The role of nuclear factor-kappa B in interleukin-8 expression by human adenoidal fibroblasts.

OBJECTIVES/HYPOTHESIS: The production of cytokines by adenoids is known to be associated with inflammation of nasopharynx and the pathogenesis of otitis media with effusion. However, the role of adenoids in producing inflammatory cytokines such as interleukin-8 (IL-8) is not yet clear. In the present study, expression of IL-8 in adenoidal fibroblasts was investigated at the level of transcription factors. Further, the effects of clarithromycin, a 14-member ring macrolide, on IL-8 gene expression and nuclear factor-kappa B (NF-kappa B) activation in adenoidal fibroblasts were evaluated.

STUDY DESIGN

In vitro study for the production of inflammatory cytokine from human adenoidal fibroblasts.

METHODS

Adenoidal fibroblasts were incubated with nontypeable Haemophilus influenzae endotoxin or interleukin-1 beta. Then the expression of IL-8 and the influence of NF-kappa B inhibitor and clarithromycin were evaluated. Interleukin-8 protein production was assessed by ELISA, and IL-8 messenger RNA production was measured by Northern blot analysis and reverse transcriptase-polymerase chain reaction.

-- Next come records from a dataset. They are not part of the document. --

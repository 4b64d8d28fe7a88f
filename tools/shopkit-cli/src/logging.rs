//! Tracing subscriber setup for library diagnostics.

use tracing_subscriber::EnvFilter;

/// Install a stderr subscriber. `RUST_LOG` wins over the verbose flag.
pub fn init_tracing(verbose: bool) {
    let default_filter = if verbose { "debug" } else { "warn" };
    let filter = EnvFilter::try_from_default_env()
        .unwrap_or_else(|_| EnvFilter::new(default_filter));

    // A subscriber may already be installed when embedded; keep that one.
    let _ = tracing_subscriber::fmt()
        .with_env_filter(filter)
        .with_writer(std::io::stderr)
        .with_target(false)
        .try_init();
}
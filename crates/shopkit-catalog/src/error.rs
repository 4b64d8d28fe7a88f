//! Catalog error types.

use thiserror::Error;

/// Errors that can occur at the catalog's serialization boundary.
///
/// Variation generation itself is infallible; only parsing and encoding
/// product documents can fail.
#[derive(Error, Debug)]
pub enum CatalogError {
    /// Product document could not be parsed or encoded.
    #[error("Serialization error: {0}")]
    Serialization(String),
}

impl From<serde_json::Error> for CatalogError {
    fn from(e: serde_json::Error) -> Self {
        CatalogError::Serialization(e.to_string())
    }
}
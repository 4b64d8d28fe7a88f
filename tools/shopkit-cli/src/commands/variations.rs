//! Variation generation command.

use anyhow::{Context as _, Result};
use shopkit_catalog::{variation_count, variations, Product, Variation};

use super::VariationsArgs;
use crate::context::Context;

/// Run the variations command.
pub async fn run(args: VariationsArgs, ctx: &Context) -> Result<()> {
    let content = ctx.read_input(&args.product)?;
    let product: Product = serde_json::from_str(&content)
        .with_context(|| format!("Failed to parse product document: {}", args.product))?;

    let count = variation_count(&product);
    ctx.logger
        .builder(shopkit_observability::LogLevel::Info, "counted variations")
        .field("product", args.product.as_str())
        .field_u64("count", count as u64)
        .field_bool("limited", args.limit.is_some())
        .emit();

    if args.count {
        if ctx.output.is_json() {
            ctx.output.json(&serde_json::json!({ "count": count }));
        } else {
            println!("{}", count);
        }
        return Ok(());
    }

    let threshold = ctx.config.variations.warn_threshold;
    if count > threshold {
        ctx.output.warn(&format!(
            "Product produces {} variations (threshold {})",
            count, threshold
        ));
    }

    let variations = collect_variations(&product, args.limit);

    if ctx.output.is_json() {
        ctx.output.json(&variations);
        return Ok(());
    }

    if variations.is_empty() {
        ctx.output.info("Product has no variation attributes.");
        return Ok(());
    }

    ctx.output.header(&format!("Variations ({})", count));
    ctx.output.table_row(&["#", "NAME", "ATTRIBUTES"], &[5, 30, 40]);
    for (i, variation) in variations.iter().enumerate() {
        let index = (i + 1).to_string();
        ctx.output.table_row(
            &[&index, &variation.display_name(), &describe(variation)],
            &[5, 30, 40],
        );
    }

    if variations.len() < count {
        ctx.output
            .info(&format!("Showing {} of {}", variations.len(), count));
    }

    Ok(())
}

/// Build at most `limit` variations; only the listed ones are materialized.
fn collect_variations(product: &Product, limit: Option<usize>) -> Vec<Variation> {
    match limit {
        Some(limit) => variations(product).take(limit).collect(),
        None => variations(product).collect(),
    }
}

/// `Color=Red, Size=Small`, or just the options when unnamed.
fn describe(variation: &Variation) -> String {
    variation
        .attributes
        .iter()
        .map(|a| match &a.name {
            Some(name) => format!("{}={}", name, a.option),
            None => a.option.clone(),
        })
        .collect::<Vec<_>>()
        .join(", ")
}

#[cfg(test)]
mod tests {
    use super::*;
    use shopkit_catalog::{ProductAttribute, ProductId, VariationAttribute};

    #[test]
    fn test_limit_stops_early_on_large_product() {
        let sizes = ["XS", "S", "M", "L", "XL", "XXL", "3XL", "4XL"];
        let product = (0..10).fold(Product::new(ProductId::new(7)), |product, i| {
            let axis = ProductAttribute::new(format!("Axis{}", i), sizes).for_variations();
            product.with_attribute(axis)
        });
        assert_eq!(variation_count(&product), 1 << 30);

        let listed = collect_variations(&product, Some(2));
        assert_eq!(listed.len(), 2);
        assert_eq!(listed[1].attributes[9], VariationAttribute::named("Axis9", "S"));
    }

    #[test]
    fn test_no_limit_lists_all() {
        let product = Product::new(ProductId::new(7))
            .with_attribute(ProductAttribute::new("Color", ["Red", "Blue"]).for_variations());
        assert_eq!(collect_variations(&product, None).len(), 2);
        assert!(collect_variations(&product, Some(0)).is_empty());
    }

    #[test]
    fn test_describe_named() {
        let variation = Variation::new(vec![
            VariationAttribute::named("Color", "Red"),
            VariationAttribute::named("Size", "Small"),
        ]);
        assert_eq!(describe(&variation), "Color=Red, Size=Small");
    }

    #[test]
    fn test_describe_unnamed() {
        let variation = Variation::new(vec![VariationAttribute::unnamed("Blue")]);
        assert_eq!(describe(&variation), "Blue");
    }
}
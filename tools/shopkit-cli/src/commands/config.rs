//! Configuration management commands.

use std::fs;

use anyhow::{bail, Result};

use super::{ConfigArgs, ConfigCommand};
use crate::config::{generate_default_config, CliConfig, CONFIG_NAMES};
use crate::context::Context;

/// Run the config command.
pub async fn run(args: ConfigArgs, ctx: &Context) -> Result<()> {
    match args.command {
        ConfigCommand::Show => show_config(ctx).await,
        ConfigCommand::Init { force } => init_config(force, ctx).await,
        ConfigCommand::Validate => validate_config(ctx).await,
    }
}

async fn show_config(ctx: &Context) -> Result<()> {
    if ctx.output.is_json() {
        ctx.output.json(&ctx.config);
        return Ok(());
    }

    ctx.output.header("Current Configuration");

    ctx.output.info("");
    ctx.output.info("[log]");
    ctx.output
        .kv("format", &format!("{:?}", ctx.config.log.format).to_lowercase());
    ctx.output
        .kv("level", &ctx.config.log.level.to_string().to_lowercase());

    ctx.output.info("");
    ctx.output.info("[variations]");
    ctx.output.kv(
        "warn_threshold",
        &ctx.config.variations.warn_threshold.to_string(),
    );

    ctx.output.info("");
    ctx.output.info("[stats]");
    if let Some(ref slug) = ctx.config.stats.default_slug {
        ctx.output.kv("default_slug", slug);
    }

    Ok(())
}

async fn init_config(force: bool, ctx: &Context) -> Result<()> {
    let config_path = ctx.cwd.join(CONFIG_NAMES[0]);

    if config_path.exists() && !force {
        bail!(
            "Config file already exists: {}. Use --force to overwrite.",
            config_path.display()
        );
    }

    fs::write(&config_path, generate_default_config())?;

    ctx.output
        .success(&format!("Created: {}", config_path.display()));

    Ok(())
}

async fn validate_config(ctx: &Context) -> Result<()> {
    ctx.output.header("Validating configuration");

    let (errors, warnings) = check_config(&ctx.config);

    if errors.is_empty() && warnings.is_empty() {
        ctx.output.success("Configuration is valid");
        return Ok(());
    }

    for error in &errors {
        ctx.output.error(&format!("Error: {}", error));
    }

    for warning in &warnings {
        ctx.output.warn(&format!("Warning: {}", warning));
    }

    if !errors.is_empty() {
        bail!("Configuration has {} error(s)", errors.len());
    }

    ctx.output.success("Configuration is valid (with warnings)");

    Ok(())
}

/// Returns (errors, warnings).
fn check_config(config: &CliConfig) -> (Vec<String>, Vec<String>) {
    let mut errors = Vec::new();
    let mut warnings = Vec::new();

    if config.variations.warn_threshold == 0 {
        errors.push("variations.warn_threshold must be at least 1".to_string());
    }

    if let Some(ref slug) = config.stats.default_slug {
        if slug.is_empty() {
            errors.push("stats.default_slug must not be empty".to_string());
        } else if slug.contains('/') {
            warnings.push(format!(
                "stats.default_slug '{}' contains '/', navigation paths will break",
                slug
            ));
        }
    }

    (errors, warnings)
}
//! Product attribute and variation types for shopkit.
//!
//! This crate turns a product's attribute definitions into the list of
//! purchasable combinations (variations):
//!
//! - **Attributes**: named characteristics with ordered option values
//! - **Variations**: one option per variation-attribute, in odometer order
//!
//! # Example
//!
//! ```rust
//! use shopkit_catalog::prelude::*;
//!
//! let product = Product::new(ProductId::new(1))
//!     .with_attribute(ProductAttribute::new("Color", ["Red", "Blue"]).for_variations())
//!     .with_attribute(ProductAttribute::new("Size", ["Small"]).for_variations());
//!
//! let variations = generate_variations(&product);
//! assert_eq!(variations.len(), 2);
//! assert_eq!(variations[0].display_name(), "Red / Small");
//! ```

pub mod attribute;
pub mod error;
pub mod ids;
pub mod variation;

pub use attribute::{Product, ProductAttribute};
pub use error::CatalogError;
pub use ids::{AttributeId, ProductId};
pub use variation::{
    cartesian_product, generate_variations, generate_variations_json, variation_count,
    variations, Variation, VariationAttribute, Variations,
};

/// Prelude for convenient imports.
pub mod prelude {
    pub use crate::attribute::{Product, ProductAttribute};
    pub use crate::error::CatalogError;
    pub use crate::ids::{AttributeId, ProductId};
    pub use crate::variation::{
        generate_variations, variation_count, variations, Variation, VariationAttribute,
        Variations,
    };
}
//! shopkit - Command line tool for store catalog, stats and cache utilities.
//!
//! Commands:
//! - `shopkit variations` - Generate variations for a product document
//! - `shopkit stats` - Resolve a store stats route
//! - `shopkit cache` - Inspect cache delete-status actions
//! - `shopkit session` - Inspect login state and the current user
//! - `shopkit reader` - Preview followed-site search results
//! - `shopkit config` - Manage configuration

mod commands;
mod config;
mod context;
mod logging;
mod output;

use anyhow::Result;
use clap::{Parser, Subcommand};

use commands::{CacheArgs, ConfigArgs, ReaderArgs, SessionArgs, StatsArgs, VariationsArgs};

/// shopkit - Store catalog, stats, cache, session and reader utilities
#[derive(Parser)]
#[command(name = "shopkit")]
#[command(author, version, about, long_about = None)]
#[command(propagate_version = true)]
struct Cli {
    /// Enable verbose output
    #[arg(short, long, global = true)]
    verbose: bool,

    /// Use JSON output format
    #[arg(long, global = true)]
    json: bool,

    /// Config file path
    #[arg(short, long, global = true)]
    config: Option<String>,

    #[command(subcommand)]
    command: Commands,
}

#[derive(Subcommand)]
enum Commands {
    /// Generate every variation of a product
    Variations(VariationsArgs),

    /// Resolve a store stats route
    Stats(StatsArgs),

    /// Inspect cache delete-status actions
    Cache(CacheArgs),

    /// Inspect login state and the current user
    Session(SessionArgs),

    /// Preview followed-site search results
    Reader(ReaderArgs),

    /// Manage configuration
    Config(ConfigArgs),
}

impl Commands {
    fn name(&self) -> &'static str {
        match self {
            Commands::Variations(_) => "variations",
            Commands::Stats(_) => "stats",
            Commands::Cache(_) => "cache",
            Commands::Session(_) => "session",
            Commands::Reader(_) => "reader",
            Commands::Config(_) => "config",
        }
    }
}

#[tokio::main]
async fn main() -> Result<()> {
    let cli = Cli::parse();

    logging::init_tracing(cli.verbose);

    let output = output::Output::new(cli.verbose, cli.json);

    let config_path = cli.config.as_deref();
    let ctx = context::Context::load(config_path, output, cli.command.name())?;
    ctx.logger.debug("starting command");

    let result = match cli.command {
        Commands::Variations(args) => commands::variations::run(args, &ctx).await,
        Commands::Stats(args) => commands::stats::run(args, &ctx).await,
        Commands::Cache(args) => commands::cache::run(args, &ctx).await,
        Commands::Session(args) => commands::session::run(args, &ctx).await,
        Commands::Reader(args) => commands::reader::run(args, &ctx).await,
        Commands::Config(args) => commands::config::run(args, &ctx).await,
    };

    if let Err(e) = result {
        ctx.logger.debug("command failed");
        ctx.output.error(&format!("{:#}", e));
        std::process::exit(1);
    }

    Ok(())
}
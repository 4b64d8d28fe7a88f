use shopkit_session::{
    get_login_error, is_login_successful, is_requesting_login, is_two_factor_required,
    LoginAction, LoginState,
};

fn replay(json: &str) -> LoginState {
    let actions: Vec<LoginAction> = serde_json::from_str(json).unwrap();
    LoginState::new().reduce_all(&actions)
}

#[test]
fn test_retry_after_failure_requires_second_factor() {
    let state = replay(
        r#"[
            { "type": "login_request" },
            { "type": "login_request_failure", "error": "invalid password" },
            { "type": "login_request" },
            { "type": "login_request_success", "data": { "result": true, "two_step_id": 9 } }
        ]"#,
    );

    assert!(!is_requesting_login(Some(&state)));
    assert_eq!(get_login_error(Some(&state)), None);
    assert_eq!(is_login_successful(Some(&state)), Some(true));
    assert!(is_two_factor_required(Some(&state)));
}

#[test]
fn test_in_flight_request_dropped_on_hydrate() {
    let state = replay(r#"[{ "type": "login_request" }, { "type": "hydrate" }]"#);
    assert_eq!(state, LoginState::default());
}

#[test]
fn test_state_serializes_snake_case() {
    let state = replay(r#"[{ "type": "login_request_failure", "error": "locked" }]"#);
    let json = serde_json::to_value(&state).unwrap();
    assert_eq!(
        json,
        serde_json::json!({
            "is_requesting": false,
            "request_error": "locked",
            "request_success": false,
            "two_factor_auth": null
        })
    );
}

Activation of NF-kappa B and inhibition of its activation were determined by electrophoretic mobility shift assay.

RESULTS

The expression of both IL-8 protein and messenger RNA in adenoidal fibroblasts was enhanced by Haemophilus influenzae endotoxin and interleukin-1 beta and was positively correlated with increases in NF-kappa B activity. Treatment of cells with the NF-kappa B inhibitor N-tosyl-(L)-phenylalanine chloromethyl ketone, as well as with clarithromycin, reduced expression of IL-8 and NF-kappa B activity in a dose-dependent manner.

CONCLUSIONS

Results suggest that adenoidal fibroblasts produce IL-8 in response to endotoxin through NF-kappa B activation. The inhibitory effects of clarithromycin on NF-kappa B activation and IL-8 production in adenoidal fibroblasts might explain, in part, the mechanism of this drug in improving otitis media with effusion.